However, the stock Pismo G3 at 400 and 500 MHz with 1 MB of L2 cache had plenty of punch in the context of the day, and for a time - like the PowerBook 3400 before it - the Pismo was the fastest laptop on the planet. In my estimation at the time, the Pismo was pretty much a home run, and I haven't altered that view

Despite there being there being only the subtlest difference in outward appearance, Pismo wasn't just a speed-bumped Lombard with FireWire substituted for SCSI and AirPort WiFi support added.

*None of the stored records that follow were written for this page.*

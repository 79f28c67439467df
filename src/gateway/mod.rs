//! Gateway client surface
//!
//! TCP server for external client applications: the framed binary protocol
//! codec, the per-connection record, and the connection server with its
//! broadcast fan-out. One handler thread per accepted socket; indications
//! from the collector and the OAD engine are broadcast to every live
//! connection.

pub mod codec;
pub mod connection;
pub mod server;

pub use connection::GatewayConnection;
pub use server::{Broadcaster, ConnectionRegistry, GatewayServer, HandlerCtx};
//! Application orchestration for the setu-gw daemon
//!
//! Owns every long-lived component, wires them together at startup, and
//! sequences the graceful shutdown: signal -> shutdown flag -> accept loop
//! drains the connection registry -> collector and reader threads exit.

use crate::collector::events::EventSignal;
use crate::collector::Collector;
use crate::config::Config;
use crate::display::LogDisplay;
use crate::error::{Error, Result};
use crate::gateway::{Broadcaster, ConnectionRegistry, GatewayServer, HandlerCtx};
use crate::mac::{MacEvent, MacLink, SerialMacLink};
use crate::nv::{DeviceStore, MemNvStore};
use crate::oad::OadCoordinator;
use crossbeam_channel::{unbounded, Receiver};
use log::{error, info};
use signal_hook::consts::{SIGINT, SIGTERM};
use signal_hook::iterator::Signals;
use std::sync::atomic::{AtomicBool, Ordering};
use std::sync::Arc;
use std::thread::{self, JoinHandle};
use std::time::{Duration, Instant};

/// Interval between statistics log lines
const STATS_INTERVAL: Duration = Duration::from_secs(10);

/// Main application structure that manages all components
pub struct GatewayApp {
    config: Config,
    collector: Arc<Collector>,
    ctx: Arc<HandlerCtx>,
    mac_events: Option<Receiver<MacEvent>>,
    shutdown: Arc<AtomicBool>,
}

impl GatewayApp {
    /// Create a new application instance: open the co-processor link and
    /// build the collector, OAD engine and gateway server around it.
    pub fn new(config: Config) -> Result<Self> {
        info!("Initializing setu-gw application");

        let shutdown = Arc::new(AtomicBool::new(false));
        let (mac_tx, mac_rx) = unbounded();

        info!("Opening MAC co-processor on {}", config.mac.port);
        let mac: Arc<dyn MacLink> = Arc::new(SerialMacLink::open(
            &config.mac.port,
            config.mac.baud_rate,
            mac_tx,
            Arc::clone(&shutdown),
        )?);

        let nv = Arc::new(MemNvStore::new());
        let store = Arc::new(DeviceStore::new(nv, config.collector.max_devices));
        let display: Arc<dyn crate::display::DisplaySink> = Arc::new(LogDisplay);

        let registry = Arc::new(ConnectionRegistry::new());
        let broadcaster = Broadcaster::new(Arc::clone(&registry));
        let sink: Arc<dyn crate::collector::IndicationSink> = broadcaster.clone();

        let signal = Arc::new(EventSignal::new());
        let collector = Collector::new(
            &config,
            mac,
            Arc::clone(&store),
            Arc::clone(&display),
            sink,
            Arc::clone(&signal),
        );

        let oad = OadCoordinator::new(config.oad.clone(), display, signal);
        collector.attach_oad(Arc::clone(&oad));
        oad.attach_collector(&collector);

        let ctx = Arc::new(HandlerCtx {
            collector: Arc::clone(&collector),
            oad,
            store,
            broadcaster,
            registry,
        });

        info!("Components initialized");

        Ok(Self {
            config,
            collector,
            ctx,
            mac_events: Some(mac_rx),
            shutdown,
        })
    }

    /// Start all background threads and run the main loop until a shutdown
    /// signal arrives.
    pub fn run(&mut self) -> Result<()> {
        let collector_handle = self.start_collector_thread()?;
        let server_handle = self.start_server_thread()?;
        self.setup_signal_handler();

        info!(
            "setu-gw running, gateway clients on {}",
            self.config.network.bind_address
        );

        let mut last_stats = Instant::now();
        while !self.shutdown.load(Ordering::Relaxed) {
            thread::sleep(Duration::from_millis(100));

            if last_stats.elapsed() >= STATS_INTERVAL {
                self.log_statistics();
                last_stats = Instant::now();
            }
        }

        info!("Shutdown signal received, stopping threads");
        let _ = server_handle.join();
        let _ = collector_handle.join();

        info!("setu-gw stopped");
        Ok(())
    }

    fn start_collector_thread(&mut self) -> Result<JoinHandle<()>> {
        let events = self
            .mac_events
            .take()
            .ok_or_else(|| Error::Other("application already running".into()))?;
        let collector = Arc::clone(&self.collector);
        let shutdown = Arc::clone(&self.shutdown);

        let handle = thread::Builder::new()
            .name("collector".to_string())
            .spawn(move || collector.run(&events, &shutdown))?;
        Ok(handle)
    }

    fn start_server_thread(&self) -> Result<JoinHandle<()>> {
        let server = GatewayServer::new(
            self.config.network.clone(),
            Arc::clone(&self.ctx),
            Arc::clone(&self.shutdown),
        );
        let shutdown = Arc::clone(&self.shutdown);

        let handle = thread::Builder::new()
            .name("gw-accept".to_string())
            .spawn(move || {
                if let Err(e) = server.run() {
                    // Failing to bind the client socket takes the daemon down
                    error!("Gateway server failed: {}", e);
                    shutdown.store(true, Ordering::Relaxed);
                }
            })?;
        Ok(handle)
    }

    /// Setup signal handler for graceful shutdown
    fn setup_signal_handler(&self) {
        let shutdown = Arc::clone(&self.shutdown);

        thread::Builder::new()
            .name("signal-handler".to_string())
            .spawn(move || {
                let mut signals =
                    Signals::new([SIGINT, SIGTERM]).expect("Failed to register signal handlers");

                if let Some(sig) = signals.forever().next() {
                    info!("Received signal {:?}, initiating shutdown", sig);
                    shutdown.store(true, Ordering::Relaxed);
                }
            })
            .expect("Failed to spawn signal handler thread");
    }

    fn log_statistics(&self) {
        let stats = self.collector.statistics();
        info!(
            "Stats: config {}/{}, tracking {}/{}, sensor msgs {}, clients {}",
            stats.config_responses,
            stats.config_requests_sent,
            stats.tracking_responses,
            stats.tracking_requests_sent,
            stats.sensor_messages,
            self.ctx.registry.len()
        );

        let failures = stats.channel_access_failures
            + stats.ack_failures
            + stats.tx_transaction_expired
            + stats.tx_transaction_overflow
            + stats.other_tx_failures;
        if failures > 0 {
            info!(
                "Tx failures: channel access {}, no-ack {}, expired {}, overflow {}",
                stats.channel_access_failures,
                stats.ack_failures,
                stats.tx_transaction_expired,
                stats.tx_transaction_overflow
            );
        }
    }
}
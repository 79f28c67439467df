//! Association state tracker
//!
//! Owns the device table and drives the two request/response cycles the
//! coordinator runs against every associated sensor: configuration
//! (strictly one request in flight across the whole population) and
//! liveness tracking (round-robin, one retry, then the device is reported
//! not responding).
//!
//! All state transitions happen on the collector thread. Timer callbacks
//! and the MAC reader only post event flags / channel messages; gateway
//! handler threads call the request API, which synchronises on the same
//! device-table lock.

pub mod device;
pub mod events;
pub mod timers;

use crate::config::{CollectorConfig, Config, MacConfig};
use crate::display::DisplaySink;
use crate::error::{Error, Result};
use crate::mac::{
    Address, CapabilityInfo, CoordState, DataRequest, DeviceDescriptor, MacEvent, MacLink, MsduTag,
    NetworkInfo, NetworkMode, TxStatus, INVALID_SHORT_ADDR,
};
use crate::nv::{DeviceRecord, DeviceStore};
use crate::oad::OadCoordinator;
use crossbeam_channel::Receiver;
use device::{ConfigState, DeviceTable, TrackingState};
use events::{
    EventSignal, EVT_BROADCAST, EVT_CONFIG, EVT_OAD_RESET_RETRY, EVT_START, EVT_TRACKING,
};
use parking_lot::Mutex;
use std::sync::atomic::{AtomicBool, Ordering};
use std::sync::{Arc, OnceLock};
use std::time::Duration;
use timers::OneShot;

/// Delay before retrying after a failed tracking confirm, ms
const TRACKING_CNF_DELAY_MS: u64 = 2000;

/// Initial delay before broadcast command transmissions in FH mode, ms
const BROADCAST_START_DELAY_MS: u64 = 60_000;

/// Data fields requested from sensors in generated config requests:
/// temperature, light, humidity, message statistics, config settings.
const DEFAULT_CONFIG_FRAME_CONTROL: u16 = 0x001F;

/// 802.15.4 broadcast short address
const BROADCAST_SHORT_ADDR: u16 = 0xFFFF;

/// Application command ids carried in the first byte of sensor payloads
#[derive(Debug, Clone, Copy, PartialEq, Eq)]
pub enum SensorCmdId {
    ConfigReq = 1,
    ConfigRsp = 2,
    TrackingReq = 3,
    TrackingRsp = 4,
    SensorData = 5,
    ToggleLedReq = 6,
    ToggleLedRsp = 7,
    RampData = 8,
    Oad = 9,
    BroadcastCtrl = 10,
}

impl SensorCmdId {
    pub fn from_byte(byte: u8) -> Option<Self> {
        Some(match byte {
            1 => SensorCmdId::ConfigReq,
            2 => SensorCmdId::ConfigRsp,
            3 => SensorCmdId::TrackingReq,
            4 => SensorCmdId::TrackingRsp,
            5 => SensorCmdId::SensorData,
            6 => SensorCmdId::ToggleLedReq,
            7 => SensorCmdId::ToggleLedRsp,
            8 => SensorCmdId::RampData,
            9 => SensorCmdId::Oad,
            10 => SensorCmdId::BroadcastCtrl,
            _ => return None,
        })
    }
}

/// Indications pushed out to the gateway clients
pub trait IndicationSink: Send + Sync {
    fn network_update(&self, restored: bool, snapshot: &NetworkSnapshot);
    fn state_change(&self, state: CoordState);
    fn device_joined(&self, record: &DeviceRecord);
    fn device_not_active(&self, device: &DeviceDescriptor, timeout: bool);
    fn device_data(&self, src: &Address, rssi: i8, payload: &[u8]);
    fn remove_device_rsp(&self);
}

/// Collector statistics, updated on send/confirm/indication edges
#[derive(Debug, Default, Clone)]
pub struct Statistics {
    pub config_request_attempts: u32,
    pub config_requests_sent: u32,
    pub config_responses: u32,
    pub tracking_request_attempts: u32,
    pub tracking_requests_sent: u32,
    pub tracking_responses: u32,
    pub sensor_messages: u32,
    pub channel_access_failures: u32,
    pub ack_failures: u32,
    pub tx_transaction_expired: u32,
    pub tx_transaction_overflow: u32,
    pub other_tx_failures: u32,
    pub broadcast_msgs_sent: u32,
}

/// Point-in-time network view for client queries and indications
#[derive(Debug, Clone, Copy)]
pub struct NetworkSnapshot {
    /// False when the network has not started yet
    pub ok: bool,
    pub info: NetworkInfo,
    pub security_enabled: bool,
    pub mode: NetworkMode,
    pub state: CoordState,
}

struct CollectorState {
    coord_state: CoordState,
    network_info: Option<NetworkInfo>,
    restored: bool,
    fh_enabled: bool,
    msdu_counter: u8,
    stats: Statistics,
}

There was lots of cool new content.

One tremendous advantage of sticking with the Lombard form factor was that Lombard's batteries and expansion bay devices could be carried over, which simplified matters, cut costs for everybody, and made future availability of batteries a more likely proposition.

Under the hood was a completely new Universal Motherboard Architecture (UMA), featuring a 100 MHz system bus that made the 400 MHz Pismo roughly 30% faster than a 400 MHz Lombard, thanks to the faster bus plus faster RAM and hard drives.

Instead of the familiar square HDI-30 SCSI port that had been present on most PowerBooks (except Duos) from the 100 Series on, Pismo had two 400 Mbps bus-powered FireWire ports. SCSI Disk Mode was history, replaced by FireWire Target Disk Mode.

Pismo had 12 Mbps USB ports with UTA USB implementation and independent busses for each USB port and a sound system supporting 44.1 kHz 16-bit stereo sound output and input, available simultaneously.

The new PowerBook was available with hard drives of 6, 12, or 18 GB (and later 10, 20, and 30 GB) capacity. Both Pismo models ship with DVD-ROM drives that could read, but not write, DVDs.

Pismo used different RAM than Lombard and WallStreet, supporting twin 2" PC100-compliant SO-DIMM modules and officially working with up to 512 MB of RAM. Actually, you could install 1024 MB in two 512 MB modules, although this has never been officially supported by Apple. I've run 640 MB in my Pismo for years and have had no problems.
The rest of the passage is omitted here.